That last question comes up because I can't get the search to work with govc either.

taylor-madeak avatar Dec 07 '22 19:12 taylor-madeak

It may be a good idea to open a GitHub Discussion item on vmware/govmomi if it appears to also be an upstream concern. It can be converted to an issue if it is a bug.

Note

I pinged one of the vmware/govmomi who has kindly commented below. 👇

tenthirtyam avatar Dec 07 '22 19:12 tenthirtyam

Are you able to find the network with govc using:

% govc find / -type g -config.segmentId /infra/segments/seg_6e9bdde0-f9bf-4ee6-ac36-493627b6db32_0
/folder-WCP_DC/WCP_DC/network/seg-domain-c9:a97676f3-cf6d-42d7-875b-ae0bd0016e32-test-gc-e2e-demo-ns-0

If so and you add the -i flag, it will print the ManagedObject ID:

% govc find -i / -type g -config.segmentId /infra/segments/seg_6e9bdde0-f9bf-4ee6-ac36-493627b6db32_0
DistributedVirtualPortgroup:dvportgroup-71

Does using the MOID work with the plugin?

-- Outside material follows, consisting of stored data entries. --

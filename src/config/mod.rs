//! Configuration management for trackscreen
//!
//! Settings are read from a TOML file. Every section is optional and falls
//! back to its defaults, so an empty file is a valid configuration.

use anyhow::{Context, Result};
use serde::{Deserialize, Serialize};
use std::fs;
use std::path::{Path, PathBuf};

use crate::primitives::Rgb;

/// Default location of the configuration file.
pub const DEFAULT_CONFIG_PATH: &str = "~/.config/trackscreen/trackscreen.toml";

/// Main configuration struct containing all trackscreen settings
#[derive(Debug, Clone, Serialize, Deserialize, Default, PartialEq)]
pub struct TrackscreenConfig {
    /// Emulated panel
    #[serde(default)]
    pub display: DisplayConfig,

    /// Backend selection and presentation
    #[serde(default)]
    pub renderer: RendererConfig,

    /// Glyph atlas location
    #[serde(default)]
    pub assets: AssetsConfig,

    /// Command-stream replay
    #[serde(default)]
    pub replay: ReplayConfig,

    #[serde(default)]
    pub general: GeneralConfig,
}

/// Initial state of the emulated panel
#[derive(Debug, Clone, Serialize, Deserialize, PartialEq)]
#[serde(default)]
pub struct DisplayConfig {
    /// Hardware revision (0..=3); 3 selects the 480x320 panel
    pub hardware_revision: u8,

    /// Glyph set (0..=3, remapped on revision 3)
    pub font: u8,

    /// Background color as `#RRGGBB`
    pub background: String,
}

#[derive(Debug, Clone, Serialize, Deserialize, PartialEq)]
#[serde(default)]
pub struct RendererConfig {
    /// `accelerated` or `fallback`
    pub backend: String,

    /// wgpu backend: auto|vulkan|gl|metal|dx12
    pub gpu_backend: String,

    /// Present mode: auto|fifo|mailbox|immediate (honored if supported)
    pub present_mode: String,

    /// Integer window scale applied to the panel resolution
    pub window_scale: u32,
}

#[derive(Debug, Clone, Serialize, Deserialize, PartialEq)]
#[serde(default)]
pub struct AssetsConfig {
    /// Directory containing `font1.png` .. `font4.png`
    pub font_dir: PathBuf,
}

#[derive(Debug, Clone, Serialize, Deserialize, PartialEq)]
#[serde(default)]
pub struct ReplayConfig {
    /// Commands applied per displayed frame
    pub commands_per_frame: usize,
}

#[derive(Debug, Clone, Serialize, Deserialize, PartialEq, Default)]
#[serde(default)]
pub struct GeneralConfig {
    /// Enable debug logging
    pub debug: bool,
}

/// Backend names accepted in `[renderer] backend`.
pub const BACKENDS: [&str; 2] = ["accelerated", "fallback"];

const GPU_BACKENDS: [&str; 5] = ["auto", "vulkan", "gl", "metal", "dx12"];
const PRESENT_MODES: [&str; 4] = ["auto", "fifo", "mailbox", "immediate"];

impl Default for DisplayConfig {
    fn default() -> Self {
        Self {
            hardware_revision: 0,
            font: 0,
            background: "#000000".to_string(),
        }
    }
}

impl Default for RendererConfig {
    fn default() -> Self {
        Self {
            backend: "accelerated".to_string(),
            gpu_backend: "auto".to_string(),
            present_mode: "auto".to_string(),
            window_scale: 2,
        }
    }
}

impl Default for AssetsConfig {
    fn default() -> Self {
        Self {
            font_dir: PathBuf::from("assets"),
        }
    }
}

impl Default for ReplayConfig {
    fn default() -> Self {
        Self {
            commands_per_frame: 256,
        }
    }
}

/// Parses `#RRGGBB` (the leading `#` is optional).
pub fn parse_hex_color(s: &str) -> Result<Rgb> {
    let hex = s.trim().trim_start_matches('#');
    if hex.len() != 6 || !hex.chars().all(|c| c.is_ascii_hexdigit()) {
        anyhow::bail!("Invalid color {:?}: expected #RRGGBB", s);
    }
    let channel = |i: usize| {
        u8::from_str_radix(&hex[i..i + 2], 16).with_context(|| format!("Invalid color {:?}", s))
    };
    Ok(Rgb::new(channel(0)?, channel(2)?, channel(4)?))
}

/// Expands a leading `~` to `$HOME`.
pub fn expand_home(path: &Path) -> Result<PathBuf> {
    match path.strip_prefix("~") {
        Ok(rest) => {
            let home = std::env::var("HOME").context("Failed to get HOME environment variable")?;
            Ok(Path::new(&home).join(rest))
        }
        Err(_) => Ok(path.to_path_buf()),
    }
}

impl TrackscreenConfig {
    /// Load configuration from a TOML file
    pub fn load<P: AsRef<Path>>(path: P) -> Result<Self> {
        let expanded_path = expand_home(path.as_ref())?;

        let contents = fs::read_to_string(&expanded_path)
            .with_context(|| format!("Failed to read config file: {}", expanded_path.display()))?;

        let config: TrackscreenConfig = toml::from_str(&contents)
            .with_context(|| format!("Failed to parse config file: {}", expanded_path.display()))?;

        config.validate()?;

        Ok(config)
    }

    /// Validate the configuration
    pub fn validate(&self) -> Result<()> {
        if self.display.hardware_revision > 3 {
            anyhow::bail!(
                "Invalid hardware_revision {}: must be between 0 and 3",
                self.display.hardware_revision
            );
        }
        if self.display.font > 3 {
            anyhow::bail!("Invalid font {}: must be between 0 and 3", self.display.font);
        }
        parse_hex_color(&self.display.background)?;

        if !BACKENDS.contains(&self.renderer.backend.as_str()) {
            anyhow::bail!("Invalid renderer backend: {}", self.renderer.backend);
        }
        if !GPU_BACKENDS.contains(&self.renderer.gpu_backend.as_str()) {
            anyhow::bail!("Invalid gpu_backend: {}", self.renderer.gpu_backend);
        }
        if !PRESENT_MODES.contains(&self.renderer.present_mode.as_str()) {
            anyhow::bail!("Invalid present_mode: {}", self.renderer.present_mode);
        }
        if !(1..=8).contains(&self.renderer.window_scale) {
            anyhow::bail!("Invalid window_scale: must be between 1 and 8");
        }

        if self.replay.commands_per_frame == 0 {
            anyhow::bail!("Invalid commands_per_frame: must be at least 1");
        }

        Ok(())
    }

    /// Background color as configured. Only valid after `validate`.
    pub fn background(&self) -> Result<Rgb> {
        parse_hex_color(&self.display.background)
    }

    /// Save configuration to a TOML file
    pub fn save<P: AsRef<Path>>(&self, path: P) -> Result<()> {
        let contents = toml::to_string_pretty(self).context("Failed to serialize configuration")?;

        fs::write(path, contents).context("Failed to write configuration file")?;

        Ok(())
    }

    /// Merge a partial configuration into this one
    /// Sections of the partial config that differ from the defaults override this config
    pub fn merge_partial(mut self, partial: TrackscreenConfig) -> Self {
        let default_config = TrackscreenConfig::default();

        if partial.display != default_config.display {
            self.display = partial.display;
        }
        if partial.renderer != default_config.renderer {
            self.renderer = partial.renderer;
        }
        if partial.assets != default_config.assets {
            self.assets = partial.assets;
        }
        if partial.replay != default_config.replay {
            self.replay = partial.replay;
        }
        if partial.general != default_config.general {
            self.general = partial.general;
        }

        self
    }
}

#[cfg(test)]
mod tests;

#[cfg(test)]
mod property_tests;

dougm avatar Dec 08 '22 00:12 dougm

@dougm this query has the same issue as searching by name, that is to say it returns multiple results.

govc find / -type g -config.segmentId /infra/segments/b8f015a1-c281-4dfd-abbc-df0c88c5b2a4
/dsc1-w1-dc/network/dsc1-w1-a1-gcib-ix-10.109.248.24_29
/dsc1-w1-dc/network/dsc1-w1-a1-gcib-ix-10.109.248.24_29
/dsc1-w1-dc/network/dsc1-w1-a1-gcib-ix-10.109.248.24_29

With the -i flag, we can see that these each have different MOID values:

govc find -i / -type g -config.segmentId /infra/segments/b8f015a1-c28
1-4dfd-abbc-df0c88c5b2a4
DistributedVirtualPortgroup:dvportgroup-16348
DistributedVirtualPortgroup:dvportgroup-8278
DistributedVirtualPortgroup:dvportgroup-16476

taylor-madeak avatar Dec 08 '22 02:12 taylor-madeak

My understanding based on the KB was that segmentId is unique, this is the first I've seen where it isn't. I wonder what is unique (other than moid), can take a look if you can share the output of:

% govc find -i / -type g -config.segmentId /infra/segments/b8f015a1-c281-4dfd-abbc-df0c88c5b2a4 | xargs -n1 govc object.collect -o -json

The error message in this comment is "not found":

network '/infra/segments/977eab1d-1670-4b4e-9072-f71038385359' not found

Based on your govc output, I'd expect the error to be "multiple" found. So I also wonder if the plugin here has govmomi w/ the networkByID fallback. You should be able to confirm but using one of the moid's (e.g. DistributedVirtualPortgroup:dvportgroup-16348)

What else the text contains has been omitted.